Scan the lines below for the word "bool". Copy each line you find it in.

#####

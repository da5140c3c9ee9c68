//! Seller dashboard: own listings, counters and premium requests.

use std::sync::atomic::{AtomicU64, Ordering};
use std::sync::Arc;

use futures::future::join;
use tokio::sync::RwLock;
use tracing::{debug, info, warn};

use common::{call_with_deadline, AppError, AppResult, DeadlineConfig, OptionExt};
use domain::{Listing, ListingStatus, PaymentProof, SellerStats, UserProfile};
use platform::{AnalyticsRepository, ListingRepository, PaymentRepository};

use crate::service::manager::ListingService;
use crate::service::Repositories;
use crate::state::ViewState;

#[derive(Debug, Clone, Default, PartialEq)]
pub struct SellerOverview {
    /// Newest first
    pub listings: Vec<Listing>,
    pub stats: SellerStats,
}

/// Outcome of a premium upgrade request.
#[derive(Debug, Clone, Copy, PartialEq, Eq)]
pub enum PremiumRequest {
    /// Proof stored for admin review
    Submitted,
    /// Proof storage is unavailable; the request is accepted without a record
    Simulated,
}

impl PremiumRequest {
    pub fn is_simulated(&self) -> bool {
        matches!(self, PremiumRequest::Simulated)
    }
}

pub struct SellerDashboard {
    seller: UserProfile,
    listings: Arc<dyn ListingRepository>,
    analytics: Arc<dyn AnalyticsRepository>,
    payments: Arc<dyn PaymentRepository>,
    manager: Arc<dyn ListingService>,
    deadlines: DeadlineConfig,
    state: RwLock<ViewState<SellerOverview>>,
    generation: AtomicU64,
}

impl SellerDashboard {
    pub fn new(
        seller: UserProfile,
        repositories: &Repositories,
        manager: Arc<dyn ListingService>,
        deadlines: DeadlineConfig,
    ) -> Self {
        Self {
            seller,
            listings: repositories.listings.clone(),
            analytics: repositories.analytics.clone(),
            payments: repositories.payments.clone(),
            manager,
            deadlines,
            state: RwLock::new(ViewState::default()),
            generation: AtomicU64::new(0),
        }
    }

    pub fn seller(&self) -> &UserProfile {
        &self.seller
    }

    pub async fn snapshot(&self) -> ViewState<SellerOverview> {
        self.state.read().await.clone()
    }

    /// Reload own listings and counters.
    ///
    /// When refreshes overlap only the most recently started one settles the
    /// view; an older one still returns its own outcome to its caller.
    pub async fn refresh(&self) -> AppResult<()> {
        let generation = self.generation.fetch_add(1, Ordering::SeqCst) + 1;
        self.state.write().await.begin();

        let result = call_with_deadline(
            "Seller ads fetch",
            self.deadlines.listing_read(),
            self.listings.list_by_seller(&self.seller.id),
        )
        .await;

        let listings = match result {
            Ok(listings) => listings,
            Err(err) => {
                warn!(seller_id = %self.seller.id, error = %err, "Seller listing fetch failed");
                let mut state = self.state.write().await;
                if self.is_current(generation) {
                    state.fail(err.user_message());
                }
                return Err(err);
            }
        };

        let stats = self.stats_for(&listings).await;
        let mut state = self.state.write().await;
        if !self.is_current(generation) {
            debug!(generation, "Discarding superseded seller refresh");
            return Ok(());
        }
        state.succeed(SellerOverview { listings, stats });
        Ok(())
    }

    fn is_current(&self, generation: u64) -> bool {
        self.generation.load(Ordering::SeqCst) == generation
    }

    pub async fn delete(&self, listing_id: &str) -> AppResult<()> {
        let listing = self.loaded(listing_id).await?;
        let result = self.manager.delete_listing(&self.seller, &listing).await;
        self.after_write(result).await
    }

    pub async fn set_status(&self, listing_id: &str, status: ListingStatus) -> AppResult<()> {
        let listing = self.loaded(listing_id).await?;
        let result = self
            .manager
            .set_listing_status(&self.seller, &listing, status)
            .await;
        self.after_write(result).await
    }

    /// Submit a payment proof asking for premium membership.
    pub async fn request_premium(&self, file_name: &str, file_size: u64) -> AppResult<PremiumRequest> {
        let file_name = file_name.trim();
        if file_name.is_empty() {
            return Err(AppError::validation("Please select a payment proof file"));
        }

        let proof = PaymentProof::pending(self.seller.id.clone(), file_name, file_size);
        let result = call_with_deadline(
            "Payment proof upload",
            self.deadlines.listing_write(),
            self.payments.submit(proof),
        )
        .await;

        match result {
            Ok(()) => {
                info!(seller_id = %self.seller.id, file_name, "Payment proof submitted");
                Ok(PremiumRequest::Submitted)
            }
            Err(err) if err.is_unavailable() => {
                info!(seller_id = %self.seller.id, "Payment proof storage unavailable, simulating submission");
                Ok(PremiumRequest::Simulated)
            }
            Err(err) => Err(err),
        }
    }

    async fn stats_for(&self, listings: &[Listing]) -> SellerStats {
        let ids: Vec<String> = listings.iter().map(|l| l.id.clone()).collect();
        let read = self.deadlines.listing_read();

        let (views, contacts) = join(
            call_with_deadline("Ad views count", read, self.analytics.count_views(&ids)),
            call_with_deadline("Ad contacts count", read, self.analytics.count_contacts(&ids)),
        )
        .await;

        SellerStats {
            total_ads: listings.len(),
            active_ads: listings
                .iter()
                .filter(|l| l.status == ListingStatus::Active)
                .count(),
            total_views: or_zero(views, "views"),
            total_contacts: or_zero(contacts, "contacts"),
        }
    }

    async fn loaded(&self, listing_id: &str) -> AppResult<Listing> {
        self.state
            .read()
            .await
            .data
            .listings
            .iter()
            .find(|l| l.id == listing_id)
            .cloned()
            .ok_or_not_found()
    }

    async fn after_write(&self, result: AppResult<()>) -> AppResult<()> {
        if let Err(err) = result {
            self.state.write().await.error = Some(err.user_message());
            return Err(err);
        }
        self.refresh().await
    }
}

fn or_zero(count: AppResult<usize>, counter: &'static str) -> usize {
    count.unwrap_or_else(|err| {
        debug!(counter, error = %err, "Engagement count unavailable");
        0
    })
}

#####

**RESULT**:
    pub fn is_simulated(&self) -> bool {
    fn is_current(&self, generation: u64) -> bool {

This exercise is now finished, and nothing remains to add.